Whatever winds up in lakes and rivers used for drinking is cleaned and disinfected along with the rest of our water supply. Still, a recent analysis of San Diego’s drinking water found several contaminants, including ibuprofen, the bug repellent DEET, and the anti-anxiety drug meprobamate. No treatment system will ever be 100-percent reliable, and skeptics who worry that pathogens in sewage water will make it past treatment and into our drinking water should worry about all drinking water, not just the water in a toilet-to-tap program. The fact is, supertreated wastewater is clean enough to drink right after treatment. It’s been used safely this way (in a process known as direct potable reuse) for years in the African nation of Namibia. The EPA has conducted research in Denver and San Diego on the safety of direct potable reuse and found recycled water is often of better quality than existing drinking water. And although putting water into the ground, rivers, or lakes provides some additional filtering and more opportunities for monitoring quality, the benefits of doing it that way are largely psychological. In its 2004 report (PDF) on the topic, the EPA concluded that Americans perceive this water to be “laundered” as it moves through the ground or other bodies of water, even though in some instances, according to the report, “quality may actually be degraded as it passes through the environment.”

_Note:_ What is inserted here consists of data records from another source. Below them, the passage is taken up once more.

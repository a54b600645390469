//! Pipeline configuration.

use serde::{Deserialize, Serialize};
use std::path::PathBuf;
use std::time::Duration;

use ingest_core::{Error, Result};

/// Work distribution and background task configuration.
#[derive(Debug, Clone, Serialize, Deserialize)]
pub struct PipelineConfig {
    /// Number of concurrent ingestion workers
    #[serde(default = "default_worker_count")]
    pub worker_count: usize,
    /// First record id handed out
    #[serde(default = "default_start_cursor")]
    pub start_cursor: i64,
    /// Last record id handed out (inclusive); unbounded when unset
    #[serde(default)]
    pub end_cursor: Option<i64>,
    /// Rotating credential pool; worker `i` gets `credentials[i % len]`
    #[serde(default)]
    pub credentials: Vec<String>,
    /// Queue name prefix; the worker slot index is appended
    #[serde(default = "default_queue_prefix")]
    pub queue_prefix: String,
    /// Pause before a crashed worker is replaced
    #[serde(default = "default_respawn_delay_ms")]
    pub respawn_delay_ms: u64,
    /// Capacity of the worker event channel
    #[serde(default = "default_event_buffer")]
    pub event_buffer: usize,
    /// Reprocessing sweep period; disabled when unset
    #[serde(default)]
    pub sweep_interval_secs: Option<u64>,
    #[serde(default = "default_metrics_log_interval")]
    pub metrics_log_interval_secs: u64,
    /// How often idle origin throttle state is dropped
    #[serde(default = "default_throttle_cleanup_interval")]
    pub throttle_cleanup_interval_secs: u64,
}

fn default_worker_count() -> usize {
    40
}

fn default_start_cursor() -> i64 {
    6_432_573
}

fn default_queue_prefix() -> String {
    "image-worker-queue-".to_string()
}

fn default_respawn_delay_ms() -> u64 {
    1000
}

fn default_event_buffer() -> usize {
    256
}

fn default_metrics_log_interval() -> u64 {
    60
}

fn default_throttle_cleanup_interval() -> u64 {
    300
}

impl Default for PipelineConfig {
    fn default() -> Self {
        Self {
            worker_count: default_worker_count(),
            start_cursor: default_start_cursor(),
            end_cursor: None,
            credentials: Vec::new(),
            queue_prefix: default_queue_prefix(),
            respawn_delay_ms: default_respawn_delay_ms(),
            event_buffer: default_event_buffer(),
            sweep_interval_secs: None,
            metrics_log_interval_secs: default_metrics_log_interval(),
            throttle_cleanup_interval_secs: default_throttle_cleanup_interval(),
        }
    }
}

impl PipelineConfig {
    pub fn validate(&self) -> Result<()> {
        if self.worker_count == 0 {
            return Err(Error::config("worker_count must be positive"));
        }
        if self.event_buffer == 0 {
            return Err(Error::config("event_buffer must be positive"));
        }
        if let Some(end) = self.end_cursor {
            if end < self.start_cursor {
                return Err(Error::config("end_cursor is before start_cursor"));
            }
        }
        Ok(())
    }

    /// Queue name for worker slot `slot`.
    pub fn queue_name(&self, slot: usize) -> String {
        format!("{}{}", self.queue_prefix, slot)
    }

    /// Credential for worker slot `slot`, rotating through the pool.
    pub fn credential_for(&self, slot: usize) -> Option<String> {
        if self.credentials.is_empty() {
            None
        } else {
            Some(self.credentials[slot % self.credentials.len()].clone())
        }
    }

    pub fn respawn_delay(&self) -> Duration {
        Duration::from_millis(self.respawn_delay_ms)
    }

    pub fn sweep_interval(&self) -> Option<Duration> {
        self.sweep_interval_secs
            .filter(|secs| *secs > 0)
            .map(Duration::from_secs)
    }
}

/// Thumbnail storage configuration.
#[derive(Debug, Clone, Serialize, Deserialize)]
pub struct StorageConfig {
    #[serde(default = "default_base_dir")]
    pub base_dir: PathBuf,
}

fn default_base_dir() -> PathBuf {
    PathBuf::from("./thumbnails")
}

impl Default for StorageConfig {
    fn default() -> Self {
        Self {
            base_dir: default_base_dir(),
        }
    }
}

Despite the public’s concerns, a few U.S. cities have already started to use recycled wastewater to augment drinking water. In El Paso, Texas, indirect potable reuse supplies 2 percent of the city’s drinking water; in Fairfax, Va., it supplies 5 percent. * Unless we discover a new source of clean, potable water, we’re going to have to consider projects like these to make wastewater a reusable resource. The upfront costs for getting a system in place and educating the public may be steep, but it would save us the expense—both economic and environmental—of finding  another river or lake from which we can divert water.

Correction, Aug. 3, 2011: This article originally stated that indirect potable reuse supplies 40 percent of El Paso’s drinking water. That number was 20 times too high. (Return to the corrected sentence.)